LSTM Market Classifier

A dual-tower LSTM binary classifier for short-term price movement in financial time-series data, built from scratch: scraper, data cleaning, feature engineering, and model.

Overview

I built this to predict whether the trading pair will hit a 0.5% price target within the next 2 hours (8 x 15-minute intervals), controlled for a maximum possible loss across the window (stop-loss). The model performs inference on 24-hour sliding windows from two exchanges:

Spot exchange — OHLCV candlestick data with 22 engineered technical features
Derivatives exchange — Open interest and long/short ratio data with 12 features

The addition of the derivatives exchange provides complementary information about market sentiment and fragility.

One of the more interesting engineering decisions was splitting these two sources into separate LSTM input branches rather than merging them.
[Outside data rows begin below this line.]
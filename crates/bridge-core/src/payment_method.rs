//! Payment Method Factory
//!
//! Tokenizes card details into a payment method. Needs only the publishable
//! key, not a customer session.

use std::sync::Arc;

use serde::{Deserialize, Serialize};
use tracing::{debug, warn};

use crate::config::PublishableKey;
use crate::error::Result;
use crate::processor::{PaymentMethodKind, PaymentProcessor, PaymentMethodRecord};

/// Raw card fields; each is passed through only when present
#[derive(Clone, Default, PartialEq, Eq, Serialize, Deserialize)]
pub struct CardParams {
    pub number: Option<String>,
    pub exp_month: Option<u32>,
    pub exp_year: Option<u32>,
    pub cvc: Option<String>,
}

impl CardParams {
    /// Last four digits of the number, if long enough
    pub fn last4(&self) -> Option<&str> {
        let number = self.number.as_deref()?;
        number
            .len()
            .checked_sub(4)
            .and_then(|start| number.get(start..))
    }
}

impl std::fmt::Debug for CardParams {
    fn fmt(&self, f: &mut std::fmt::Formatter<'_>) -> std::fmt::Result {
        f.debug_struct("CardParams")
            .field("last4", &self.last4())
            .field("exp_month", &self.exp_month)
            .field("exp_year", &self.exp_year)
            .field("cvc", &self.cvc.as_ref().map(|_| "***"))
            .finish()
    }
}

#[derive(Clone, Debug, Default, PartialEq, Eq, Serialize, Deserialize)]
pub struct BillingDetails {
    pub name: Option<String>,
    pub email: Option<String>,
}

/// Payment method creation request
#[derive(Clone, Debug, Default, PartialEq, Eq)]
pub struct PaymentMethodParams {
    pub card: CardParams,
    pub billing_details: BillingDetails,
}

impl PaymentMethodParams {
    pub fn card(card: CardParams, billing_details: BillingDetails) -> Self {
        Self {
            card,
            billing_details,
        }
    }

    pub fn kind(&self) -> PaymentMethodKind {
        PaymentMethodKind::Card
    }
}

/// Creates payment methods through the processor's API client
pub struct PaymentMethodFactory {
    processor: Arc<dyn PaymentProcessor>,
}

impl PaymentMethodFactory {
    pub fn new(processor: Arc<dyn PaymentProcessor>) -> Self {
        Self { processor }
    }

    pub async fn create_card(
        &self,
        publishable_key: &PublishableKey,
        params: &PaymentMethodParams,
    ) -> Result<PaymentMethodRecord> {
        debug!(card = ?params.card, "Creating card payment method");

        self.processor
            .create_payment_method(publishable_key, params)
            .await
            .inspect_err(|e| warn!(error = %e, "Payment method creation failed"))
    }
}
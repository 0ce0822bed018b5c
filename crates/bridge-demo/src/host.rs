//! Host Stand-in
//!
//! Plays the application side of the channel: answers `createEphemeralKey`
//! events and presents authentication challenges on the console.

use std::sync::Arc;

use async_trait::async_trait;
use bridge_core::mock::MockProcessor;
use bridge_core::{
    AuthenticationContext, ChallengeOutcome, HostEvent, KeyRequestId, MethodCall, MethodSender,
    NextAction,
};
use serde_json::{Value, json};
use tokio::io::{AsyncBufReadExt, BufReader};
use tokio::sync::mpsc::UnboundedReceiver;
use tracing::{info, warn};

/// Where the host gets ephemeral keys from
pub enum KeySource {
    /// Merchant backend endpoint minting keys with the secret key
    Backend {
        client: reqwest::Client,
        url: String,
    },
    /// In-memory processor issuing keys for a fixed customer
    Mock {
        processor: Arc<MockProcessor>,
        customer_id: String,
    },
}

impl KeySource {
    async fn fetch(&self, api_version: &str) -> Result<Value, (i64, String)> {
        match self {
            KeySource::Backend { client, url } => {
                let response = client
                    .post(url)
                    .json(&json!({ "api_version": api_version }))
                    .send()
                    .await
                    .map_err(|e| (0, e.to_string()))?;

                let status = response.status();
                if !status.is_success() {
                    let message = response.text().await.unwrap_or_default();
                    return Err((i64::from(status.as_u16()), message));
                }
                response.json().await.map_err(|e| (0, e.to_string()))
            }
            KeySource::Mock {
                processor,
                customer_id,
            } => Ok(processor.issue_ephemeral_key(customer_id)),
        }
    }
}

/// Answer key requests until the bridge drops its event sender
pub async fn answer_key_requests(
    mut events: UnboundedReceiver<HostEvent>,
    bridge: MethodSender,
    source: KeySource,
) {
    while let Some(event) = events.recv().await {
        match event {
            HostEvent::CreateEphemeralKey {
                api_version,
                request_id,
            } => {
                info!(%request_id, api_version = %api_version, "Host fetching ephemeral key");
                let call = match source.fetch(&api_version).await {
                    Ok(key) => key_update(request_id, key),
                    Err((code, message)) => {
                        warn!(%request_id, code, message = %message, "Ephemeral key fetch failed");
                        key_update_failure(request_id, code, &message)
                    }
                };

                if let Err(e) = bridge.call(call).await {
                    warn!(error = %e, "Bridge stopped before the key reply");
                    return;
                }
            }
        }
    }
}

fn key_update(request_id: KeyRequestId, key: Value) -> MethodCall {
    MethodCall::new(
        "onKeyUpdate",
        json!({ "requestId": request_id.to_string(), "stripeResponseJson": key }),
    )
}

fn key_update_failure(request_id: KeyRequestId, code: i64, message: &str) -> MethodCall {
    MethodCall::new(
        "onKeyUpdateFailure",
        json!({ "requestId": request_id.to_string(), "responseCode": code, "message": message }),
    )
}

/// Shows the challenge and waits for the operator on stdin
pub struct ConsoleAuthenticationContext;

#[async_trait]
impl AuthenticationContext for ConsoleAuthenticationContext {
    async fn present_challenge(&self, intent_id: &str, action: &NextAction) -> ChallengeOutcome {
        match action {
            NextAction::RedirectToUrl { url, .. } => {
                info!(intent_id, url = %url, "Open the URL to authenticate the payment");
            }
            other => info!(intent_id, action = other.kind(), "Authentication required"),
        }
        info!("Press Enter once done, or type 'cancel'");

        let mut line = String::new();
        let mut stdin = BufReader::new(tokio::io::stdin());
        match stdin.read_line(&mut line).await {
            Ok(0) => ChallengeOutcome::Failed("stdin closed".into()),
            Ok(_) if line.trim().eq_ignore_ascii_case("cancel") => ChallengeOutcome::Canceled,
            Ok(_) => ChallengeOutcome::Completed,
            Err(e) => ChallengeOutcome::Failed(e.to_string()),
        }
    }
}
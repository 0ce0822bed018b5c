//! Ephemeral Key Broker
//!
//! Session operations need a short-lived customer key that only the host can
//! mint (normally through a merchant backend). The broker asks for one by
//! emitting `createEphemeralKey` and parks the caller until the host answers
//! with `onKeyUpdate` or `onKeyUpdateFailure`.
//!
//! ```text
//!  session op ──request_key──▶ KeyBroker ──createEphemeralKey──▶ host
//!       ▲                         │ pending queue                 │
//!       └──────── key JSON ◀──────┴◀──── onKeyUpdate(requestId?) ─┘
//! ```
//!
//! Pending requests are kept in arrival order. A reply naming a `requestId`
//! settles that request; a reply without one settles the oldest request whose
//! caller is still waiting. A reply with nothing pending is ignored.

use std::collections::VecDeque;
use std::sync::{Arc, Mutex, MutexGuard, PoisonError};
use std::time::Duration;

use serde::{Deserialize, Serialize};
use serde_json::Value;
use tokio::sync::oneshot;
use tracing::{debug, warn};
use uuid::Uuid;

use crate::channel::{HostChannel, HostEvent};
use crate::error::KeyError;

/// Identifier correlating a `createEphemeralKey` event with its reply
#[derive(Clone, Copy, Debug, PartialEq, Eq, Hash, Serialize, Deserialize)]
#[serde(transparent)]
pub struct KeyRequestId(Uuid);

impl KeyRequestId {
    pub fn new() -> Self {
        Self(Uuid::new_v4())
    }

    pub fn parse(s: &str) -> Option<Self> {
        Uuid::parse_str(s).ok().map(Self)
    }
}

impl Default for KeyRequestId {
    fn default() -> Self {
        Self::new()
    }
}

impl std::fmt::Display for KeyRequestId {
    fn fmt(&self, f: &mut std::fmt::Formatter<'_>) -> std::fmt::Result {
        write!(f, "{}", self.0)
    }
}

/// Raw key JSON as returned by the processor to the merchant backend
pub type KeyJson = Value;

/// Outcome of one key request
pub type KeyResult = std::result::Result<KeyJson, KeyError>;

struct PendingRequest {
    id: KeyRequestId,
    completion: oneshot::Sender<KeyResult>,
}

impl PendingRequest {
    fn is_live(&self) -> bool {
        !self.completion.is_closed()
    }
}

/// Brokers ephemeral keys between session operations and the host
pub struct KeyBroker {
    host: Arc<dyn HostChannel>,
    pending: Mutex<VecDeque<PendingRequest>>,
    timeout: Option<Duration>,
}

impl KeyBroker {
    pub fn new(host: Arc<dyn HostChannel>) -> Self {
        Self {
            host,
            pending: Mutex::new(VecDeque::new()),
            timeout: None,
        }
    }

    /// Fail requests the host leaves unanswered for longer than `timeout`
    pub fn with_timeout(mut self, timeout: Option<Duration>) -> Self {
        self.timeout = timeout;
        self
    }

    /// Ask the host for a key and wait for its answer
    pub async fn request_key(&self, api_version: &str) -> KeyResult {
        let id = KeyRequestId::new();
        let (tx, rx) = oneshot::channel();

        {
            let mut pending = self.queue();
            pending.retain(PendingRequest::is_live);
            pending.push_back(PendingRequest { id, completion: tx });
        }

        debug!(request_id = %id, api_version, "Requesting ephemeral key from host");

        let event = HostEvent::CreateEphemeralKey {
            api_version: api_version.to_owned(),
            request_id: id,
        };
        if let Err(e) = self.host.emit(event) {
            self.remove(id);
            return Err(KeyError::ChannelClosed(e.to_string()));
        }

        let received = match self.timeout {
            Some(limit) => {
                if let Ok(received) = tokio::time::timeout(limit, rx).await {
                    received
                } else {
                    self.remove(id);
                    warn!(request_id = %id, timeout = ?limit, "Ephemeral key request timed out");
                    return Err(KeyError::TimedOut(id));
                }
            }
            None => rx.await,
        };

        received.unwrap_or(Err(KeyError::Abandoned(id)))
    }

    /// Resolve a pending request with the host's key JSON.
    ///
    /// Returns whether a waiting request received the key.
    pub fn on_key_update(&self, request_id: Option<KeyRequestId>, json: KeyJson) -> bool {
        self.resolve(request_id, Ok(json))
    }

    /// Resolve a pending request with the host's failure
    pub fn on_key_update_failure(
        &self,
        request_id: Option<KeyRequestId>,
        code: i64,
        message: impl Into<String>,
    ) -> bool {
        self.resolve(
            request_id,
            Err(KeyError::Host {
                code,
                message: message.into(),
            }),
        )
    }

    /// Requests still waiting for the host
    pub fn pending_count(&self) -> usize {
        self.queue().iter().filter(|p| p.is_live()).count()
    }

    fn resolve(&self, request_id: Option<KeyRequestId>, result: KeyResult) -> bool {
        let next = {
            let mut pending = self.queue();
            take_next(&mut pending, request_id)
        };

        let Some(request) = next else {
            debug!(request_id = ?request_id, "Key reply with no pending request, ignoring");
            return false;
        };

        debug!(
            request_id = %request.id,
            success = result.is_ok(),
            "Resolving ephemeral key request"
        );
        request.completion.send(result).is_ok()
    }

    fn remove(&self, id: KeyRequestId) {
        self.queue().retain(|p| p.id != id);
    }

    fn queue(&self) -> MutexGuard<'_, VecDeque<PendingRequest>> {
        self.pending.lock().unwrap_or_else(PoisonError::into_inner)
    }
}

fn take_next(
    pending: &mut VecDeque<PendingRequest>,
    request_id: Option<KeyRequestId>,
) -> Option<PendingRequest> {
    match request_id {
        Some(id) => {
            let index = pending.iter().position(|p| p.id == id)?;
            pending.remove(index).filter(PendingRequest::is_live)
        }
        None => {
            while let Some(request) = pending.pop_front() {
                if request.is_live() {
                    return Some(request);
                }
            }
            None
        }
    }
}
Derivatives data only exists from mid-2020, while the spot data goes back to 2017. A single merged input would have wasted years of spot training data to a cold-start period while the model slowly learned that a previously zeroed signal had become meaningful. The dual-tower approach lets each branch learn on its own timeline, with a Masking layer handling the derivatives gap.

With threshold optimisation, the best configuration achieves 0.75 precision against a 0.23 baseline on the test set.

Iteration History

This is the third iteration. Each version was based on research and measured results.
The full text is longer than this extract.